Greenspan, Please, Retire Already!

Originally I was going to write an essay on two international mutual funds for you today. However, in light of the recent comments by Alan Greenspan, that essay has been relegated to tomorrow. Enough is enough.

Since retiring from his post as Chairman of the Federal Reserve, Alan Greenspan has simply refused to go away. Some commentators have taken a cute approach to handling this topic, comparing Greenspan to a “guest” who just won’t leave a party. The truth is that Greenspan is no guest. None of us invited/ voted for him. And as for the party… that all ended in 2005 and now everyone’s hung over and looking for their wallets (all empty).

No, Greenspan is not a guest. He’s a nuisance. And he needs to go away. Few people in history have been rewarded for such a staggering display of incompetence. Even fewer have managed to bungle things as much while shirking any and all responsibility for their actions.

The full scale of Greenspan’s bungling requires more space than this e-letter allows. But anyone looking for an in depth look at Greenspan’s career would do well to read hedge fund manager Jeremy Grantham’s 1Q08 shareholder letter. The particular essay is titled Immoral Hazard.

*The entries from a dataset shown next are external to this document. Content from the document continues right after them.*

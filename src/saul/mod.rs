//! Sensor/actuator device layer (SAUL).
//!
//! - [`class`] - class code table (name <-> code)
//! - [`phydat`] - fixed-point value codec
//! - [`registry`] - device registry and driver trait
//! - [`simulated`] - in-memory drivers for hosts without hardware

pub mod class;
pub mod phydat;
pub mod registry;
pub mod simulated;

pub use phydat::{Phydat, PhydatError};
pub use registry::{DeviceRegistry, DriverError, SaulDevice, SaulDriver};
pub use simulated::SimulatedDriver;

However, it is Greenspan’s recent actions, not his tenure as Fed Chairman, that I wish to focus on today. Since retiring, Greenspan has written a book, blaming the various administrations he served under for what occurred during his time as Fed Chairman. He’s also written a Financial Times article absolving himself from any and all responsibility for the housing bubble.

He’s also gone on a number of speaking engagements, charging $100,000 per hour. Let that sink in for a moment….

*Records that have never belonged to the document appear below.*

//! In-memory SAUL device registry.
//!
//! The registry owns every [`SaulDevice`]. Script bindings only look devices
//! up and keep shared references; dropping a script handle never unregisters
//! or tears down a device.
//!
//! # Thread Safety
//!
//! Devices are usually registered by the host before any script runs, and
//! possibly from another thread, so the device list sits behind an `RwLock`.
//! Lookups return cloned `Arc`s and never hold the lock across driver calls.

use std::fmt;
use std::sync::{Arc, RwLock};

use thiserror::Error;

use super::class;
use super::phydat::{Phydat, PHYDAT_DIM};

/// Negative status code returned by a driver.
///
/// Rendered as `"error <code>"`, which is also what scripts see.
#[derive(Debug, Clone, Copy, PartialEq, Eq, Error)]
#[error("error {0}")]
pub struct DriverError(pub i32);

impl DriverError {
    /// The driver does not implement this direction (read or write).
    pub const NOT_SUPPORTED: Self = Self(-libc::ENOTSUP);

    /// The raw (negative) status code.
    #[must_use]
    pub fn code(self) -> i32 {
        self.0
    }
}

/// Driver interface of a registered device.
pub trait SaulDriver: fmt::Debug + Send + Sync {
    /// Class code (see [`class::code`]).
    fn class(&self) -> u8;

    /// Fill `data` and return how many values are valid (1 to 3).
    fn read(&self, data: &mut Phydat) -> Result<usize, DriverError>;

    /// Apply `data` and return how many values were consumed.
    fn write(&self, data: &Phydat) -> Result<usize, DriverError>;
}

/// A named device bound to its driver.
#[derive(Debug)]
pub struct SaulDevice {
    name: String,
    driver: Arc<dyn SaulDriver>,
}

impl SaulDevice {
    /// Create a device. It is not visible to lookups until added to a registry.
    pub fn new(name: impl Into<String>, driver: Arc<dyn SaulDriver>) -> Self {
        Self {
            name: name.into(),
            driver,
        }
    }

    /// Display name.
    pub fn name(&self) -> &str {
        &self.name
    }

    /// Driver class code.
    pub fn class(&self) -> u8 {
        self.driver.class()
    }

    /// Driver class rendered as a name.
    pub fn class_name(&self) -> &'static str {
        class::lookup_by_code(self.class())
    }

    /// Read the device. The exponent starts at 0 and the count is clamped to 3.
    pub fn read(&self) -> Result<(Phydat, usize), DriverError> {
        let mut data = Phydat::default();
        let count = self.driver.read(&mut data)?;
        Ok((data, count.min(PHYDAT_DIM)))
    }

    /// Write to the device.
    pub fn write(&self, data: &Phydat) -> Result<usize, DriverError> {
        self.driver.write(data)
    }
}

/// Ordered collection of registered devices.
///
/// Lookups return the first match in registration order.
#[derive(Debug, Default)]
pub struct DeviceRegistry {
    devices: RwLock<Vec<Arc<SaulDevice>>>,
}

impl DeviceRegistry {
    /// Create an empty registry.
    #[must_use]
    pub fn new() -> Self {
        Self::default()
    }

    /// Register a device and return the shared reference stored in the registry.
    pub fn add(&self, device: SaulDevice) -> Arc<SaulDevice> {
        let device = Arc::new(device);
        if let Ok(mut devices) = self.devices.write() {
            log::debug!(
                "Registered device {} ({})",
                device.name(),
                device.class_name()
            );
            devices.push(Arc::clone(&device));
        }
        device
    }

    /// Unregister the first device with this name.
    ///
    /// Returns true if a device was removed. Outstanding references stay valid.
    pub fn remove(&self, name: &str) -> bool {
        let Ok(mut devices) = self.devices.write() else {
            return false;
        };
        if let Some(idx) = devices.iter().position(|d| d.name() == name) {
            devices.remove(idx);
            true
        } else {
            false
        }
    }

    /// First device with this exact name.
    #[must_use]
    pub fn find_by_name(&self, name: &str) -> Option<Arc<SaulDevice>> {
        self.devices
            .read()
            .ok()?
            .iter()
            .find(|d| d.name() == name)
            .cloned()
    }

    /// First device whose driver reports this exact class code.
    #[must_use]
    pub fn find_by_type(&self, code: u8) -> Option<Arc<SaulDevice>> {
        self.devices
            .read()
            .ok()?
            .iter()
            .find(|d| d.class() == code)
            .cloned()
    }

    /// All devices in registration order.
    ///
    /// Returns empty vec if lock is poisoned.
    #[must_use]
    pub fn devices(&self) -> Vec<Arc<SaulDevice>> {
        self.devices
            .read()
            .map(|devices| devices.clone())
            .unwrap_or_default()
    }

    /// Number of registered devices.
    #[must_use]
    pub fn len(&self) -> usize {
        self.devices.read().map(|d| d.len()).unwrap_or(0)
    }

    /// Check if no device is registered.
    #[must_use]
    pub fn is_empty(&self) -> bool {
        self.len() == 0
    }
}

#[cfg(test)]
mod tests {
    use super::*;
    use crate::saul::class::code;
    use crate::saul::simulated::SimulatedDriver;

    fn registry() -> DeviceRegistry {
        let reg = DeviceRegistry::new();
        reg.add(SaulDevice::new(
            "Servomotor",
            Arc::new(SimulatedDriver::actuator(code::ACT_SERVO, 1)),
        ));
        reg.add(SaulDevice::new(
            "TSL45315",
            Arc::new(SimulatedDriver::sensor(code::SENSE_LIGHT, &[120.0]).expect("valid reading")),
        ));
        reg.add(SaulDevice::new(
            "TSL45315-b",
            Arc::new(SimulatedDriver::sensor(code::SENSE_LIGHT, &[80.0]).expect("valid reading")),
        ));
        reg
    }

    #[test]
    fn test_find_by_name() {
        let reg = registry();
        let dev = reg.find_by_name("Servomotor").expect("servo registered");
        assert_eq!(dev.name(), "Servomotor");
        assert_eq!(dev.class_name(), "ACT_SERVO");
        assert!(reg.find_by_name("servomotor").is_none());
    }

    #[test]
    fn test_find_by_type_returns_first_match() {
        let reg = registry();
        let dev = reg.find_by_type(code::SENSE_LIGHT).expect("light sensor");
        assert_eq!(dev.name(), "TSL45315");
        assert!(reg.find_by_type(code::SENSE_TEMP).is_none());
    }

    #[test]
    fn test_lookups_share_the_same_device() {
        let reg = registry();
        let a = reg.find_by_name("TSL45315").expect("device");
        let b = reg.find_by_type(code::SENSE_LIGHT).expect("device");
        assert!(Arc::ptr_eq(&a, &b));
    }

    #[test]
    fn test_remove_keeps_outstanding_references() {
        let reg = registry();
        let dev = reg.find_by_name("TSL45315").expect("device");
        assert!(reg.remove("TSL45315"));
        assert!(!reg.remove("TSL45315"));
        assert_eq!(reg.len(), 2);
        // The removed device is still readable through the old reference.
        let (_, count) = dev.read().expect("read should still work");
        assert_eq!(count, 1);
    }

    #[test]
    fn test_read_not_supported() {
        let reg = registry();
        let servo = reg.find_by_name("Servomotor").expect("servo");
        let err = servo.read().expect_err("servo is write-only");
        assert_eq!(err, DriverError::NOT_SUPPORTED);
        assert_eq!(err.to_string(), format!("error {}", -libc::ENOTSUP));
    }

    #[test]
    fn test_empty_registry() {
        let reg = DeviceRegistry::new();
        assert!(reg.is_empty());
        assert!(reg.devices().is_empty());
        assert!(reg.find_by_name("anything").is_none());
    }
}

Alan Greenspan, the man who admitted to John Stewart of the Daily Show that the Fed manipulates the market, the man who didn’t believe bubbles could exist —at least not until after he retired, the man who failed to see the housing bubble forming despite the fact housing prices had risen more than two standard deviations from their historic relationship to incomes (a 1 in 80 year event)… that guy earns six figures per speaking engagement.

As…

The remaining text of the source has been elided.